It appears that the data are organized with observations stored as columns rather than as rows.

First, though, we can address the missing data. All of the NA values are stored in the All Modes by Qtr row. This row really belongs in a different data frame; it is a quarterly average of weekday MBTA ridership. Since this dataset tracks monthly average ridership, we’ll remove that row.

Similarly, the 7th row (Pct Chg / Yr) and the 11th row (TOTAL) are not really observations as much as they are analysis. We can remove them as well.
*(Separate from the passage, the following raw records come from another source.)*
impl SqliteCustodyStore {
    /// Open (or create) the database at `db_path`
    ///
    /// `":memory:"` yields a single-connection in-memory database.
    pub fn new<P: AsRef<Path>>(db_path: P) -> Result<Self, StorageError> {
        if db_path.as_ref() == Path::new(":memory:") {
            return Self::in_memory();
        }

        // Ensure parent directory exists
        if let Some(parent) = db_path.as_ref().parent() {
            std::fs::create_dir_all(parent).ok();
        }

        let manager = SqliteConnectionManager::file(db_path)
            .with_init(|c| c.execute_batch("PRAGMA busy_timeout = 5000; PRAGMA journal_mode = WAL;"));
        let pool = Pool::builder()
            .max_size(10)
            .build(manager)
            .map_err(|e| StorageError::Connection(e.to_string()))?;

        let store = Self { pool };
        store.run_migrations()?;

        Ok(store)
    }

    /// Create an in-memory store (for testing)
    pub fn in_memory() -> Result<Self, StorageError> {
        let manager = SqliteConnectionManager::memory();
        let pool = Pool::builder()
            .max_size(1)
            .build(manager)
            .map_err(|e| StorageError::Connection(e.to_string()))?;

        let store = Self { pool };
        store.run_migrations()?;

        Ok(store)
    }

    /// Get a connection from the pool
    fn conn(&self) -> Result<PooledConnection<SqliteConnectionManager>, StorageError> {
        self.pool
            .get()
            .map_err(|e| StorageError::Connection(e.to_string()))
    }

    /// Run database migrations
    fn run_migrations(&self) -> Result<(), StorageError> {
        let conn = self.conn()?;

        conn.execute_batch(
            r#"
            CREATE TABLE IF NOT EXISTS wallets (
                id INTEGER PRIMARY KEY AUTOINCREMENT,
                private_key TEXT NOT NULL,
                uhash TEXT NOT NULL UNIQUE,
                created_at INTEGER NOT NULL
            );

            CREATE TABLE IF NOT EXISTS addresses (
                id INTEGER PRIMARY KEY AUTOINCREMENT,
                address TEXT NOT NULL,
                coin TEXT NOT NULL,
                wallet_id INTEGER NOT NULL REFERENCES wallets(id),
                created_at INTEGER NOT NULL,
                UNIQUE (wallet_id, coin)
            );

            CREATE INDEX IF NOT EXISTS idx_addresses_address ON addresses(address);

            CREATE TABLE IF NOT EXISTS transfers (
                id INTEGER PRIMARY KEY AUTOINCREMENT,
                txhash TEXT NOT NULL UNIQUE,
                value TEXT NOT NULL,
                network TEXT NOT NULL,
                currency TEXT NOT NULL,
                to_address TEXT NOT NULL,
                block_height INTEGER,
                confirmed INTEGER NOT NULL DEFAULT 0,
                swept INTEGER NOT NULL DEFAULT 0,
                created_at INTEGER NOT NULL,
                updated_at INTEGER NOT NULL
            );

            CREATE INDEX IF NOT EXISTS idx_transfers_pending ON transfers(currency, confirmed);

            CREATE TABLE IF NOT EXISTS checkpoints (
                network TEXT PRIMARY KEY,
                height INTEGER NOT NULL,
                updated_at INTEGER NOT NULL
            );
            "#,
        )
        .map_err(|e| StorageError::Database(e.to_string()))?;

        Ok(())
    }

    fn map_insert_error(e: rusqlite::Error, key: &str) -> StorageError {
        if let rusqlite::Error::SqliteFailure(ref err, _) = e {
            if err.extended_code == 1555 || err.extended_code == 2067 {
                return StorageError::Duplicate(key.to_string());
            }
        }
        StorageError::Database(e.to_string())
    }

    fn row_to_wallet(row: &rusqlite::Row) -> rusqlite::Result<WalletRecord> {
        Ok(WalletRecord {
            id: row.get("id")?,
            private_key: row.get("private_key")?,
            uhash: row.get("uhash")?,
        })
    }

    fn row_to_address(row: &rusqlite::Row) -> rusqlite::Result<AddressRecord> {
        Ok(AddressRecord {
            id: row.get("id")?,
            address: row.get("address")?,
            coin: row.get("coin")?,
            wallet_id: row.get("wallet_id")?,
        })
    }

    fn row_to_transfer(row: &rusqlite::Row) -> rusqlite::Result<TransferRow> {
        Ok(TransferRow {
            id: row.get("id")?,
            txhash: row.get("txhash")?,
            value: row.get("value")?,
            network: row.get("network")?,
            currency: row.get("currency")?,
            to_address: row.get("to_address")?,
            block_height: row.get("block_height")?,
            confirmed: row.get("confirmed")?,
            swept: row.get("swept")?,
        })
    }

    // Synchronous helper methods for the trait implementations

    fn find_wallet_sync(&self, uhash: &str) -> Result<Option<WalletRecord>, StorageError> {
        let conn = self.conn()?;

        conn.query_row(
            "SELECT * FROM wallets WHERE uhash = ?1",
            params![uhash],
            |row| Self::row_to_wallet(row),
        )
        .optional()
        .map_err(|e| StorageError::Database(e.to_string()))
    }

    fn create_wallet_sync(&self, uhash: &str, private_key: &str) -> Result<WalletRecord, StorageError> {
        let conn = self.conn()?;

        conn.execute(
            "INSERT INTO wallets (private_key, uhash, created_at) VALUES (?1, ?2, ?3)",
            params![private_key, uhash, now()],
        )
        .map_err(|e| Self::map_insert_error(e, uhash))?;

        Ok(WalletRecord {
            id: conn.last_insert_rowid(),
            private_key: private_key.to_string(),
            uhash: uhash.to_string(),
        })
    }

    fn find_address_sync(&self, wallet_id: i64, coin: &str) -> Result<Option<AddressRecord>, StorageError> {
        let conn = self.conn()?;

        conn.query_row(
            "SELECT * FROM addresses WHERE wallet_id = ?1 AND coin = ?2",
            params![wallet_id, coin],
            |row| Self::row_to_address(row),
        )
        .optional()
        .map_err(|e| StorageError::Database(e.to_string()))
    }

    fn create_address_sync(
        &self,
        wallet_id: i64,
        coin: &str,
        address: &str,
    ) -> Result<AddressRecord, StorageError> {
        let conn = self.conn()?;

        conn.execute(
            "INSERT INTO addresses (address, coin, wallet_id, created_at) VALUES (?1, ?2, ?3, ?4)",
            params![address, coin, wallet_id, now()],
        )
        .map_err(|e| Self::map_insert_error(e, &format!("{}/{}", wallet_id, coin)))?;

        Ok(AddressRecord {
            id: conn.last_insert_rowid(),
            address: address.to_string(),
            coin: coin.to_string(),
            wallet_id,
        })
    }

    fn find_owner_sync(&self, address: &str) -> Result<Option<AddressOwner>, StorageError> {
        let conn = self.conn()?;

        conn.query_row(
            r#"
            SELECT a.id AS id, a.address AS address, a.coin AS coin, a.wallet_id AS wallet_id,
                   w.private_key AS private_key, w.uhash AS uhash
            FROM addresses a
            JOIN wallets w ON w.id = a.wallet_id
            WHERE a.address = ?1
            ORDER BY a.id ASC
            LIMIT 1
            "#,
            params![address],
            |row| {
                let address = Self::row_to_address(row)?;
                let wallet = WalletRecord {
                    id: address.wallet_id,
                    private_key: row.get("private_key")?,
                    uhash: row.get("uhash")?,
                };
                Ok(AddressOwner { address, wallet })
            },
        )
        .optional()
        .map_err(|e| StorageError::Database(e.to_string()))
    }

    fn insert_transfer_sync(&self, transfer: &NewTransfer) -> Result<PendingTransfer, StorageError> {
        let conn = self.conn()?;
        let ts = now();

        conn.execute(
            r#"
            INSERT INTO transfers (
                txhash, value, network, currency, to_address, block_height,
                confirmed, swept, created_at, updated_at
            ) VALUES (?1, ?2, ?3, ?4, ?5, ?6, 0, 0, ?7, ?7)
            "#,
            params![
                transfer.txhash,
                transfer.value.to_string(),
                transfer.network,
                transfer.currency,
                transfer.to_address,
                transfer.block_height.map(|h| h as i64),
                ts,
            ],
        )
        .map_err(|e| Self::map_insert_error(e, &transfer.txhash))?;

        Ok(PendingTransfer {
            id: conn.last_insert_rowid(),
            txhash: transfer.txhash.clone(),
            value: transfer.value,
            network: transfer.network.clone(),
            currency: transfer.currency.clone(),
            to_address: transfer.to_address.clone(),
            block_height: transfer.block_height,
            confirmed: false,
            swept: false,
        })
    }

    fn list_transfers_sync(
        &self,
        currencies: &[String],
        filter: &str,
    ) -> Result<Vec<PendingTransfer>, StorageError> {
        if currencies.is_empty() {
            return Ok(Vec::new());
        }

        let conn = self.conn()?;
        let placeholders = vec!["?"; currencies.len()].join(", ");
        let sql = format!(
            "SELECT * FROM transfers WHERE {} AND currency IN ({}) ORDER BY id ASC",
            filter, placeholders
        );

        let mut stmt = conn
            .prepare(&sql)
            .map_err(|e| StorageError::Database(e.to_string()))?;

        let rows = stmt
            .query_map(params_from_iter(currencies.iter()), |row| Self::row_to_transfer(row))
            .map_err(|e| StorageError::Database(e.to_string()))?
            .collect::<Result<Vec<_>, _>>()
            .map_err(|e| StorageError::Database(e.to_string()))?;

        rows.into_iter().map(PendingTransfer::try_from).collect()
    }

    fn mark_confirmed_sync(&self, txhash: &str) -> Result<bool, StorageError> {
        let conn = self.conn()?;

        let rows_affected = conn
            .execute(
                "UPDATE transfers SET confirmed = 1, updated_at = ?2 WHERE txhash = ?1 AND confirmed = 0",
                params![txhash, now()],
            )
            .map_err(|e| StorageError::Database(e.to_string()))?;

        if rows_affected == 1 {
            return Ok(true);
        }

        let exists: Option<i64> = conn
            .query_row(
                "SELECT id FROM transfers WHERE txhash = ?1",
                params![txhash],
                |row| row.get(0),
            )
            .optional()
            .map_err(|e| StorageError::Database(e.to_string()))?;

        match exists {
            Some(_) => Ok(false),
            None => Err(StorageError::NotFound(txhash.to_string())),
        }
    }

    fn mark_swept_sync(&self, txhash: &str) -> Result<(), StorageError> {
        let conn = self.conn()?;

        let rows_affected = conn
            .execute(
                "UPDATE transfers SET swept = 1, updated_at = ?2 WHERE txhash = ?1",
                params![txhash, now()],
            )
            .map_err(|e| StorageError::Database(e.to_string()))?;

        if rows_affected == 0 {
            return Err(StorageError::NotFound(txhash.to_string()));
        }

        Ok(())
    }

    fn load_checkpoint_sync(&self, network: &str) -> Result<Option<u64>, StorageError> {
        let conn = self.conn()?;

        let height: Option<i64> = conn
            .query_row(
                "SELECT height FROM checkpoints WHERE network = ?1",
                params![network],
                |row| row.get(0),
            )
            .optional()
            .map_err(|e| StorageError::Database(e.to_string()))?;

        Ok(height.map(|h| h as u64))
    }

    fn save_checkpoint_sync(&self, network: &str, height: u64) -> Result<(), StorageError> {
        let conn = self.conn()?;

        conn.execute(
            r#"
            INSERT INTO checkpoints (network, height, updated_at) VALUES (?1, ?2, ?3)
            ON CONFLICT(network) DO UPDATE SET height = excluded.height, updated_at = excluded.updated_at
            "#,
            params![network, height as i64, now()],
        )
        .map_err(|e| StorageError::Database(e.to_string()))?;

        Ok(())
    }
}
The first column also needs to be removed because it’s just listing the row numbers.

In cas

# Remove rows 1, 7, and 11 of mbta: mbta2
mbta2 <- mbta[-c(1, 7, 11),]

# Remove the first column of mbta2: mbta3
mbta3 <- mbta2[,-1]

Collecting columns with gather()

The different modes of transportation (commuter rail, bus, subway, ferry, …) are variables, providing information about each month’s average ridership. The months themselves are observations. You can tell which is which because as you go through time, the month changes, but the modes of transport offered by the T do not.
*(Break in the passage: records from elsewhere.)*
//! Unit Conversion Utilities
//!
//! Amounts move through the engine as integer base units (satoshi, wei,
//! sun, token base units). These helpers convert to and from the decimal
//! strings shown to people.

use thiserror::Error;

/// Satoshis per Bitcoin
pub const SATS_PER_BTC: u64 = 100_000_000;

/// Unit conversion errors
#[derive(Debug, Clone, Error, PartialEq, Eq)]
pub enum UnitsError {
    #[error("invalid amount: {0}")]
    Invalid(String),

    #[error("too many decimal places: {0} (max {1})")]
    Precision(String, u8),

    #[error("amount overflows: {0}")]
    Overflow(String),
}

/// Format base units as a decimal string, trimming trailing zeros
///
/// `format_units(1_500_000_000_000_000_000, 18) == "1.5"`
pub fn format_units(value: u128, decimals: u8) -> String {
    if decimals == 0 {
        return value.to_string();
    }

    let digits = value.to_string();
    let decimals = decimals as usize;
    let (int_part, frac_part) = if digits.len() > decimals {
        let split = digits.len() - decimals;
        (digits[..split].to_string(), digits[split..].to_string())
    } else {
        ("0".to_string(), format!("{:0>width$}", digits, width = decimals))
    };

    let frac = frac_part.trim_end_matches('0');
    if frac.is_empty() {
        int_part
    } else {
        format!("{}.{}", int_part, frac)
    }
}

/// Parse a decimal string into base units
pub fn parse_units(s: &str, decimals: u8) -> Result<u128, UnitsError> {
    let s = s.trim().replace('_', "");
    if s.is_empty() {
        return Err(UnitsError::Invalid(s));
    }

    let (int_part, frac_part) = match s.split_once('.') {
        Some((i, f)) => (i, f),
        None => (s.as_str(), ""),
    };

    if int_part.is_empty() && frac_part.is_empty() {
        return Err(UnitsError::Invalid(s.clone()));
    }
    if !int_part.chars().all(|c| c.is_ascii_digit()) || !frac_part.chars().all(|c| c.is_ascii_digit()) {
        return Err(UnitsError::Invalid(s.clone()));
    }

    let frac_trimmed = frac_part.trim_end_matches('0');
    if frac_trimmed.len() > decimals as usize {
        return Err(UnitsError::Precision(s.clone(), decimals));
    }

    let scale = 10u128
        .checked_pow(decimals as u32)
        .ok_or_else(|| UnitsError::Overflow(s.clone()))?;

    let int_value: u128 = if int_part.is_empty() {
        0
    } else {
        int_part.parse().map_err(|_| UnitsError::Overflow(s.clone()))?
    };

    let frac_value: u128 = if frac_trimmed.is_empty() {
        0
    } else {
        let padded = format!("{:0<width$}", frac_trimmed, width = decimals as usize);
        padded.parse().map_err(|_| UnitsError::Overflow(s.clone()))?
    };

    int_value
        .checked_mul(scale)
        .and_then(|v| v.checked_add(frac_value))
        .ok_or(UnitsError::Overflow(s))
}

/// Convert BTC to satoshis with proper rounding
pub fn btc_to_sats(btc: f64) -> u64 {
    (btc * SATS_PER_BTC as f64).round() as u64
}

#[cfg(test)]
mod tests {
    use super::*;

    #[test]
    fn test_format_units() {
        assert_eq!(format_units(0, 18), "0");
        assert_eq!(format_units(1_500_000_000_000_000_000, 18), "1.5");
        assert_eq!(format_units(1, 8), "0.00000001");
        assert_eq!(format_units(123_456_789, 8), "1.23456789");
        assert_eq!(format_units(2_000_000, 6), "2");
        assert_eq!(format_units(42, 0), "42");
    }

    #[test]
    fn test_parse_units() {
        assert_eq!(parse_units("1.5", 18).unwrap(), 1_500_000_000_000_000_000);
        assert_eq!(parse_units("0.00000001", 8).unwrap(), 1);
        assert_eq!(parse_units("2", 6).unwrap(), 2_000_000);
        assert_eq!(parse_units(".5", 1).unwrap(), 5);
        assert_eq!(parse_units("1.50", 1).unwrap(), 15);
    }

    #[test]
    fn test_parse_units_rejects_bad_input() {
        assert!(matches!(parse_units("", 8), Err(UnitsError::Invalid(_))));
        assert!(matches!(parse_units("-1", 8), Err(UnitsError::Invalid(_))));
        assert!(matches!(parse_units("1.2.3", 8), Err(UnitsError::Invalid(_))));
        assert!(matches!(parse_units("0.000000001", 8), Err(UnitsError::Precision(_, 8))));
        assert!(matches!(
            parse_units("999999999999999999999999999999999999999", 18),
            Err(UnitsError::Overflow(_))
        ));
    }

    #[test]
    fn test_btc_to_sats() {
        assert_eq!(btc_to_sats(0.0), 0);
        assert_eq!(btc_to_sats(0.00000001), 1);
        assert_eq!(btc_to_sats(1.5), 150_000_000);
        assert_eq!(btc_to_sats(0.1), 10_000_000);
    }
}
The first step is to use the gather() function from the tidyr package, which will gather columns into key-value pairs.

# Load tidyr
library(tidyr)
Registered S3 method overwritten by 'dplyr':
  method           from
  print.rowwise_df     
# Gather columns of mbta3: mbta4
mbta4 <- gather(mbta3, month, thou_riders, -mode)

# View the head of mbta4
head(mbta4)

The dataset is long now – notice that the first column still stores variable names, but now, months have their own column instead of being headers. Also notice the data type of each column.

We’ll put variables where they belong (as column names). But first, we can change the average weekday ridership column, thou_riders, into numeric values rather than character strings. That way, you’ll be able to do things like compare values and do math.

# Coerce thou_riders to numeric
mbta4$thou_riders <- as.numeric(mbta4$thou_riders)

Variables into columns with spread()

We can now get variables into columns.

We’ll use the tidyr function spread() to make them into columns containing average weekday ridership for the given month and mode of transport.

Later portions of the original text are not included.